Antes de entrar en las batallas se me ponía una como grima y tristeza en el
corazón, y orinaba una vez o dos (suena a
eufemismo), y, encomendándome a Dios, cuando entraba en la batalla se me
quitaba presto el pavor”. Hasta él mismo
se extraña de tener tanto miedo, porque era ya un veterano curtido en
innumerables batallas desde su primera llegada a Nueva España con el capitán
Francisco Hernández de Córdoba, pero vuelve a darse la misma explicación:
“Digan aquí los caballeros que desto de lo militar entienden y se han hallado
en trances de muerte, a qué se debía mi temor, si a la flaqueza de ánimo o al
mucho esfuerzo, porque sentía en mi pensamiento que había de poner mi persona
batallando en parte tan peligrosa que, por fuerza, había de temer entonces la
muerte más que otras veces, y por esta causa temblaba mi corazón”. Termina su
confesión con otro gráfico recuerdo: “Los mexicanos, aunque pudieran matarnos,
no lo hacían, sino que daban heridas peligrosas para que no nos defendiésemos, y a los que cogían, los
llevaban vivos para sacrificarlos, y aun antes les hacían bailar delante del
Huichilobos”. Ya desahogado, Bernal sigue el hilo de los hechos. Tu turno,
reve.
-Que me place, brillante plumífero. El
compulsivo Cortés se dedicó de inmediato a limpiar y ordenar “la muy gran
ciudad de México; la primera cosa que mandó a Cuauhtémoc fue que sus indios
arreglasen los caños por donde llegaba el agua a la ciudad, que enterrasen
todos los muertos para que las calles quedasen sin hedor ninguno, y que se
hiciesen nuevamente los palacios y las casas, para que dentro de dos meses se
volviese a vivir en ellas, señalándoles qué parte habían de dejar desembarazada
para que poblásemos los españoles”. Lo que Bernal dice a continuación sobre las
mujeres indias es sorprendente (juzguen vuesas mersedes cuáles podían ser los
motivos de su comportamiento): “Cuauhtémoc y sus capitanes le dijeron a Cortés
que los soldados les habíamos tomado muchas mujeres, y le pedían por merced que
las hiciese volver. Les respondió que las buscasen, y vería si eran cristianas
o se querían volver a sus casas. E hizo un mandamiento para que los soldados
que las tuviesen, se las diesen si las indias querían volver de buena voluntad.

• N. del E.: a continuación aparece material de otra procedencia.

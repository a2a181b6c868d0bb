//! The agent execution contract.

use crate::error::ProxyResult;
use crate::types::{AgentOutput, Task};
use async_trait::async_trait;

/// Anything that can execute a task and return an output.
///
/// Remote proxies and in-process agents share this contract so callers can
/// hold either behind `Arc<dyn Agent>`.
#[async_trait]
pub trait Agent: Send + Sync {
    /// Agent name, unique within a configuration
    fn name(&self) -> &str;

    /// Execute a task
    async fn run(&self, task: Task) -> ProxyResult<AgentOutput>;
}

Y los indios las hallaron. Pero había muchas mujeres que no querían ir con sus
padres ni maridos, sino estarse con los soldados que las tenían; otras decían
que no querían volver a idolatrar, y aun algunas dellas estaban ya preñadas, y
desta manera no llevaron sino tres (asombroso),
que Cortés mandó expresamente que se las diesen”.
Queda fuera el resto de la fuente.